Walk into the Sugar Factory American Brasserie in the shadow of Chicago’s O’Hare Airport and cameras—dozens of them across the dining room and retail space—are capturing photos.
With bold signature items like the King Kong Sundae and smoky, candy-infused cocktails, Sugar Factory is one of America’s most Instagrammed restaurant brands—and that hasn’t happened by accident. From its whimsical food to its vibrant interiors, the 9-year-old, Las Vegas–based concept is consciously aware of social media’s role in driving brand awareness and visits.
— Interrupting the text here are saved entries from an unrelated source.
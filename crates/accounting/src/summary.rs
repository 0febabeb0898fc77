//! Dashboard figures and sales-register search.

use chrono::{DateTime, NaiveDate, Utc};
use rust_decimal::Decimal;
use serde::{Deserialize, Serialize};

use billbook_core::{DomainError, DomainResult};
use billbook_invoicing::{Invoice, InvoiceId, InvoiceStatus};

/// How many invoices the dashboard lists.
pub const RECENT_INVOICES: usize = 5;

#[derive(Debug, Clone, PartialEq, Eq, Serialize, Deserialize)]
pub struct InvoiceSummary {
    pub id: InvoiceId,
    pub invoice_number: String,
    pub customer_name: String,
    pub date: NaiveDate,
    pub grand_total: Decimal,
    pub status: InvoiceStatus,
    pub created_at: DateTime<Utc>,
}

impl From<&Invoice> for InvoiceSummary {
    fn from(inv: &Invoice) -> Self {
        Self {
            id: inv.id,
            invoice_number: inv.invoice_number.clone(),
            customer_name: inv.customer.name.clone(),
            date: inv.date,
            grand_total: inv.grand_total,
            status: inv.status,
            created_at: inv.created_at,
        }
    }
}

#[derive(Debug, Clone, PartialEq, Eq, Serialize, Deserialize)]
pub struct DashboardSummary {
    pub total_invoices: usize,
    pub total_revenue: Decimal,
    pub paid_count: usize,
    pub pending_count: usize,
    pub pending_amount: Decimal,
    pub recent: Vec<InvoiceSummary>,
}

impl DashboardSummary {
    pub fn from_invoices(invoices: &[Invoice]) -> DomainResult<Self> {
        let overflow = || DomainError::validation("dashboard total is too large");
        let mut summary = Self {
            total_invoices: invoices.len(),
            total_revenue: Decimal::ZERO,
            paid_count: 0,
            pending_count: 0,
            pending_amount: Decimal::ZERO,
            recent: Vec::new(),
        };

        for inv in invoices {
            summary.total_revenue = summary.total_revenue.checked_add(inv.grand_total).ok_or_else(overflow)?;
            match inv.status {
                InvoiceStatus::Paid => summary.paid_count += 1,
                InvoiceStatus::Pending => {
                    summary.pending_count += 1;
                    summary.pending_amount = summary.pending_amount.checked_add(inv.grand_total).ok_or_else(overflow)?;
                }
            }
        }

        let mut by_created: Vec<&Invoice> = invoices.iter().collect();
        by_created.sort_by(|a, b| b.created_at.cmp(&a.created_at));
        summary.recent = by_created
            .into_iter()
            .take(RECENT_INVOICES)
            .map(InvoiceSummary::from)
            .collect();
        Ok(summary)
    }
}

/// Case-insensitive substring match on customer name or invoice number,
/// newest first. A blank query returns everything.
pub fn search_invoices<'a>(invoices: &'a [Invoice], query: &str) -> Vec<&'a Invoice> {
    let needle = query.trim().to_lowercase();
    let mut hits: Vec<&Invoice> = invoices
        .iter()
        .filter(|inv| {
            needle.is_empty()
                || inv.customer.name.to_lowercase().contains(&needle)
                || inv.invoice_number.to_lowercase().contains(&needle)
        })
        .collect();
    hits.sort_by(|a, b| b.created_at.cmp(&a.created_at));
    hits
}

#[cfg(test)]
mod tests {
    use super::*;
    use crate::fixtures::{customer, day, invoice};
    use chrono::Duration;
    use rust_decimal_macros::dec;

    fn sample() -> Vec<Invoice> {
        let acme = customer("Acme Traders").to_ref();
        let bolt = customer("Bolt House").to_ref();
        let mut invoices = vec![
            invoice(&acme, "2025-26-001", day(2025, 4, 2), dec!(100), InvoiceStatus::Paid),
            invoice(&bolt, "2025-26-002", day(2025, 4, 3), dec!(250), InvoiceStatus::Pending),
            invoice(&acme, "2025-26-003", day(2025, 4, 4), dec!(50), InvoiceStatus::Pending),
        ];
        let base = Utc::now();
        for (i, inv) in invoices.iter_mut().enumerate() {
            inv.created_at = base + Duration::seconds(i as i64);
        }
        invoices
    }

    #[test]
    fn dashboard_counts_and_amounts() {
        let s = DashboardSummary::from_invoices(&sample()).unwrap();
        assert_eq!(s.total_invoices, 3);
        assert_eq!(s.total_revenue, dec!(400));
        assert_eq!(s.paid_count, 1);
        assert_eq!(s.pending_count, 2);
        assert_eq!(s.pending_amount, dec!(300));
        assert_eq!(s.recent[0].invoice_number, "2025-26-003");
    }

    #[test]
    fn recent_list_is_capped() {
        let acme = customer("Acme").to_ref();
        let invoices: Vec<_> = (0..8)
            .map(|i| invoice(&acme, &format!("N{i}"), day(2025, 4, 1), dec!(1), InvoiceStatus::Paid))
            .collect();
        assert_eq!(DashboardSummary::from_invoices(&invoices).unwrap().recent.len(), RECENT_INVOICES);
    }

    #[test]
    fn search_is_case_insensitive() {
        let invoices = sample();
        let hits = search_invoices(&invoices, "acme");
        assert_eq!(hits.len(), 2);
        assert_eq!(hits[0].invoice_number, "2025-26-003");

        assert_eq!(search_invoices(&invoices, "26-002").len(), 1);
        assert_eq!(search_invoices(&invoices, "  ").len(), 3);
        assert!(search_invoices(&invoices, "zzz").is_empty());
    }
}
“Our brand has ridden the train with social media, which has helped us communicate the Sugar Factory experience with a global audience,” says Sugar Factory founder Charissa Davidovici, who now oversees more than 20 locations.
But the Sugar Factory’s winning formula isn’t just about creating a swoon-worthy setting; it also involves enlisting social media mavens as brand surrogates. Given their legions of followers, so-called influencers are the next generation of celebrity endorsements. An influencer may even carry more weight than a traditional brand spokesperson.
“Instagram is the new word of mouth and the more a guest wants to share their experience, the more new guests will walk through the door,” says Jennifer Ruppert, marketing director at Denver’s ViewHouse Eatery, Bar & Rooftop.
That reality has compelled many restaurants to weave social media moments into their menu, design, and service so influencers are inspired to document and share.
Light it up
At Boston Chops, owner Chris Coombs worked with a professional photographer and designer as well as local Instagram influencers to create a social media table specifically intended for food shots.
The table features overhead LED lighting as well as two-side lighting fixtures guests can adjust to warmer or cooler tones. The social media table recreates natural light and allows diners to capture more vibrant food images, which is central to boosting social media sharing.
In San Francisco, The Absinthe Group installed custom lamps at the bar of Bellota. The lamps, says The Absinthe Group executive Chef Ryan McIlwraith, can be tilted and turned 180 degrees and the lighting intensity adjusted up or down to create richer photos. Guests can also rest their phones on the lamp’s neck to capture a selfie with ideal lighting.
And in London’s Soho neighborhood, Dirty Bones debuted a “Foodie Instagram Pack” last summer, a complimentary, upon-request photographer’s kit featuring a portable LED camera light, multi-device charger, a clip-on wide-angle camera lens, and a tripod selfie stick for overhead table shots.
Set the mood
More often food and beverage are also being integrated with design elements to spur photographs. The Sugar Factory has no shortage of over-the-top, photogenic menu items: rainbow sliders and mac & cheese pops; Rocky Road fondue and colorful martinis; gourmet ice cream sandwiches, and the Insane Milkshake served in a chocolate-coated mug.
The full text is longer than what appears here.